"Iya, kamu sendiri?"

"Sama kayak kamu."

"Kamu tahu ruangannya ada di mana?" Tanya Rama.

"Tahu, tadi Nindi sudah beritahu. Ayo masuk." Ajak Angga.

Rania mengekor di belakang kedua lelaki itu, mengikuti langkah Angga yang tahu ruangannnya Amira. Di dalam kamar inap itu, Nindi duduk di sisi ranjang berbincang dengan Amira. Menemani Amira selama kedua orangtuanya pulang sebentar.

"Assalamu'alaikum."

"Wa'alaikumsalam." Nindi dan Amira saling pandang saat tahu kakak-beradik itu datang bersama Angga.

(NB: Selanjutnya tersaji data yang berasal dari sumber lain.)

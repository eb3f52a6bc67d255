use thiserror::Error;

/// Errors raised while validating or parsing a pattern source.
#[derive(Debug, Error, Clone, PartialEq, Eq)]
pub enum PatternError {
    #[error("pattern source is empty")]
    EmptySource,
    #[error("pattern source has {len} characters; the limit is {max}")]
    SourceTooLong { len: usize, max: usize },
    #[error("syntax error at line {line}, column {column}: {message}")]
    Syntax {
        line: usize,
        column: usize,
        message: String,
    },
    #[error("pattern parser unavailable: {0}")]
    ParserUnavailable(String),
}

impl PatternError {
    /// True for empty or oversized input, i.e. the source never reached the parser.
    pub fn is_invalid_input(&self) -> bool {
        matches!(
            self,
            PatternError::EmptySource | PatternError::SourceTooLong { .. }
        )
    }
}
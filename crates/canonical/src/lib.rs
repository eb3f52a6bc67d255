//! Sonic DNA canonical layer.
//!
//! Turns the raw feature calls found in a pattern into a deterministic,
//! versioned DNA string and a salted digest of it. Two renderings of the same
//! musical idea (reordered chains, different quoting, extra whitespace,
//! duplicated calls) land on the same DNA; different ideas do not.
//!
//! ## What we do
//!
//! - Argument normalization (one-decimal rounding, lowercase + trim for text)
//! - Denylist filtering of infrastructure calls (`evaluate`, `id`)
//! - De-duplication and a total order over rendered features
//! - Salted SHA-256 digests, with an explicitly labelled demo digest
//! - Secure salts and commitment helpers on top of the digest
//!
//! ## Pure function guarantee
//!
//! [`canonicalize`] does no I/O, reads no clock, and has no locale
//! dependence. Digests add exactly two impure inputs: a salt (only when the
//! caller supplies none) and a timestamp (only when asked for).
//!
//! ## Invariants worth knowing
//!
//! - `dna` depends only on the multiset of distinct canonical features
//! - `hash = SHA-256(dna || salt)`; fixed dna and salt give a fixed hash
//! - Normalization rules are constants of [`DNA_FORMAT_VERSION`]
//! - Text arguments are rendered verbatim, not escaped: a string containing
//!   `,`, `(`, `)` or `|` can render like a different set of calls
//!   (`s("a)|t(")` and `s("a"); t()` both give `s(a)|t()`)

mod commitment;
mod config;
mod digest;
mod dna;
mod error;
mod hash;
mod normalize;
mod pipeline;
mod salt;
mod whitespace;

pub use crate::commitment::{
    commit, commit_hash, generate_blinding, verify_commitment, Commitment, BLINDING_BYTES,
};
pub use crate::config::{
    DnaConfig, DEFAULT_DENYLIST, DNA_FORMAT_VERSION, MIN_SALT_BYTES, NUMERIC_PRECISION,
};
pub use crate::digest::{
    build_digest, build_digest_with, DigestOptions, DigestProvider, LocalSha256, Purpose,
};
pub use crate::dna::SonicDna;
pub use crate::error::CanonicalError;
pub use crate::hash::{
    demo_hash, dna_preimage, hash_dna, is_digest_hex, sha256_hex, DigestAlgorithm,
    DIGEST_HEX_LEN,
};
pub use crate::normalize::{normalize_argument, round_to_precision};
pub use crate::pipeline::{canonicalize, render_feature, FEATURE_SEPARATOR};
pub use crate::salt::generate_salt;
pub use crate::whitespace::collapse_whitespace;
//! Injectable prompt cache with a time-to-live.
//!
//! The cache is a plain value owned by whoever builds the generator, never
//! process-global state. Entries are keyed by the normalized prompt, evicted
//! least-recently-used once `capacity` is reached, and dropped on read once
//! older than `ttl`. A cache only saves work; it never changes what a
//! generator returns for a fresh prompt.

use std::num::NonZeroUsize;
use std::sync::{Arc, Mutex, MutexGuard};
use std::time::{Duration, Instant};

use lru::LruCache;
use tracing::debug;

use crate::error::GeneratorError;
use crate::generator::{normalize_prompt, validate_prompt, GeneratedPattern, PatternGenerator};

pub const DEFAULT_CACHE_CAPACITY: usize = 128;
pub const DEFAULT_CACHE_TTL: Duration = Duration::from_secs(300);

#[derive(Debug, Clone)]
struct CacheEntry {
    pattern: GeneratedPattern,
    inserted: Instant,
}

/// Bounded LRU of generated patterns with per-entry expiry.
#[derive(Debug)]
pub struct PromptCache {
    ttl: Duration,
    entries: Mutex<LruCache<String, CacheEntry>>,
}

impl PromptCache {
    /// `capacity` is clamped to at least one entry.
    pub fn new(capacity: usize, ttl: Duration) -> Self {
        let capacity = NonZeroUsize::new(capacity).unwrap_or(NonZeroUsize::MIN);
        Self {
            ttl,
            entries: Mutex::new(LruCache::new(capacity)),
        }
    }

    pub fn ttl(&self) -> Duration {
        self.ttl
    }

    /// Live entry for `key`, if any. Expired entries are removed.
    pub fn get(&self, key: &str) -> Option<GeneratedPattern> {
        let mut entries = self.lock();
        let expired = match entries.get(key) {
            Some(entry) if entry.inserted.elapsed() < self.ttl => {
                return Some(entry.pattern.clone());
            }
            Some(_) => true,
            None => false,
        };
        if expired {
            entries.pop(key);
            debug!("prompt_cache_expired");
        }
        None
    }

    pub fn insert(&self, key: String, pattern: GeneratedPattern) {
        self.lock().put(
            key,
            CacheEntry {
                pattern,
                inserted: Instant::now(),
            },
        );
    }

    pub fn len(&self) -> usize {
        self.lock().len()
    }

    pub fn is_empty(&self) -> bool {
        self.len() == 0
    }

    pub fn clear(&self) {
        self.lock().clear();
    }

    fn lock(&self) -> MutexGuard<'_, LruCache<String, CacheEntry>> {
        // Entries are plain data; a panic elsewhere cannot leave them torn.
        self.entries
            .lock()
            .unwrap_or_else(|poisoned| poisoned.into_inner())
    }
}

impl Default for PromptCache {
    fn default() -> Self {
        Self::new(DEFAULT_CACHE_CAPACITY, DEFAULT_CACHE_TTL)
    }
}

/// Wraps a generator with a shared [`PromptCache`].
#[derive(Debug)]
pub struct CachedGenerator<G> {
    inner: G,
    cache: Arc<PromptCache>,
}

impl<G: PatternGenerator> CachedGenerator<G> {
    pub fn new(inner: G, cache: Arc<PromptCache>) -> Self {
        Self { inner, cache }
    }

    pub fn cache(&self) -> &Arc<PromptCache> {
        &self.cache
    }

    pub fn inner(&self) -> &G {
        &self.inner
    }
}

impl<G: PatternGenerator> PatternGenerator for CachedGenerator<G> {
    fn generate(&self, prompt: &str) -> Result<GeneratedPattern, GeneratorError> {
        validate_prompt(prompt)?;
        let key = normalize_prompt(prompt);
        if let Some(hit) = self.cache.get(&key) {
            debug!("prompt_cache_hit");
            return Ok(hit);
        }

        debug!("prompt_cache_miss");
        let generated = self.inner.generate(prompt)?;
        self.cache.insert(key, generated.clone());
        Ok(generated)
    }
}
//! Task runner trait definition.
//!
//! One operation per runner kind: execute a task to completion. The two
//! supported kinds differ only in which binary they bind to; everything
//! else about an invocation is shared.

use std::fmt;

use async_trait::async_trait;
use serde::{Deserialize, Serialize};

use super::TaskError;
use crate::config::TaskInvocation;

/// Supported frontend task-runner kinds.
#[derive(Debug, Clone, Copy, PartialEq, Eq, Serialize, Deserialize)]
#[serde(rename_all = "lowercase")]
pub enum RunnerKind {
    /// The grunt task runner.
    Grunt,
    /// The gulp task runner.
    Gulp,
}

impl RunnerKind {
    /// Command name of the runner binary.
    pub const fn command(self) -> &'static str {
        match self {
            Self::Grunt => "grunt",
            Self::Gulp => "gulp",
        }
    }
}

impl fmt::Display for RunnerKind {
    fn fmt(&self, f: &mut fmt::Formatter<'_>) -> fmt::Result {
        f.write_str(self.command())
    }
}

/// External frontend task runner.
///
/// The contract the lifecycle core requires: run one task to completion,
/// reporting failure through `TaskError`. Blocking, no timeout, no
/// cancellation — the invocation runs to natural completion.
#[async_trait]
pub trait TaskRunner: Send + Sync {
    /// Execute the task described by `invocation`, passing its argument
    /// string through verbatim.
    async fn execute(&self, invocation: &TaskInvocation) -> Result<(), TaskError>;
}
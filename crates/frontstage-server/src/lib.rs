//! Embedded HTTP server adapter for frontstage.
//!
//! Implements the `ServerManager` port with axum and tower-http: the
//! configured content roots are served for the duration of one task
//! invocation, then torn down gracefully.

#![deny(unsafe_code)]

mod manager;
mod provider;
mod readiness;
mod routes;

pub use manager::HttpServerManager;
pub use readiness::{check_http_ready, wait_for_http_ready};
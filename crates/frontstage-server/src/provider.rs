//! Context provider resolution.
//!
//! A context provider names the strategy for choosing the root mount of
//! the embedded server. The default (`static`) serves the project basedir;
//! `webapp` serves the conventional `src/main/webapp` layout. Unknown
//! names fail construction so a typo surfaces before the task runs.

use std::path::PathBuf;

use frontstage_core::{ServerConfig, ServerError};

/// Relative webapp root used by the `webapp` provider.
const WEBAPP_ROOT: &str = "src/main/webapp";

/// Resolve the root mount directory for the configured provider.
pub(crate) fn resolve_root_mount(config: &ServerConfig) -> Result<PathBuf, ServerError> {
    let root = match config.context_provider.as_deref() {
        None | Some("static") => config.basedir().clone(),
        Some("webapp") => config.basedir().join(WEBAPP_ROOT),
        Some(other) => {
            return Err(ServerError::Configuration(format!(
                "Unknown context provider '{other}' (expected 'static' or 'webapp')"
            )));
        }
    };

    if !root.is_dir() {
        return Err(ServerError::Configuration(format!(
            "Content root does not exist: {}",
            root.display()
        )));
    }

    Ok(root)
}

"Mbak Amira sakit apa?" Tanya Rania saat meletakkan bawaannya di atas nakas.

"Mbak, nggak sakit apa-apa. Cuma kecape'an aja. Makasih ya udah datang." Amira tersenyum.

"Iya Mbak, sama-sama. Untung aku buka ponsel. Kalau nggak, bakalan nggak tahu aku, Mbak Amira ada di sini."

Senang sekali rasanya, Rama dan Rania masih peduli pada dirinya.

"Mas Angga sama Mas Rama kok bisa barengan ya datangnya?" Tanya Nindi.

"Tadi nggak sengaja papasan di parkiran, Dek." Jawab Angga.

"Cepat sembuh ya Ra. Maaf nggak bawa apa-apa." Ucap Angga.

"Udah di jenguk aja, aku seneng banget Kak." Ucap Amira sambil melirik Rama yang setia menatapnya tanpa mengatakan apapun. Amira menjadi salah tingkah.

"Silahkan duduk. Maaf ya duduknya harus di bawah." Nindi beralih ke tikar.

Saat Angga dan Rania duduk. Rama mendekati ranjang. Dada Amira berdebar-debar tidak karuan. Ia berusaha untuk bersikap biasa saja seperti sebelum-sebelumnya. Tetapi tidak bisa, debaran jantungnya semakin menjadi. Jika Rama mendengarnya, tentu malu dia.

"Sudah dua kali dalam dua bulan ini kamu sakit." Ucap Rama. Amira kemudian mendongak. Menatap Rama dengan mata berkabut. Tatapan teduh itu sangat ia rindukan.

"Dan saya perhatikan, tubuh kamu kurus akhir-akhir ini."

"Aku lagi banyak pikiran." Jawab Amira pelan. Menundukkan pandangannya.

"Bagilah padaku." Rama menarik kursi agar bisa leluasa saat bicara.

Rania, Nindi dan Angga memilih tidak menganggu, mereka mengobrol hal lain.

"Kita tidak begitu dekat." Jawab Amira.

"Itu menurut kamu tapi bagi saya tidak."

"Aku tidak mau Arumi salah paham jika kita dekat satu sama lain."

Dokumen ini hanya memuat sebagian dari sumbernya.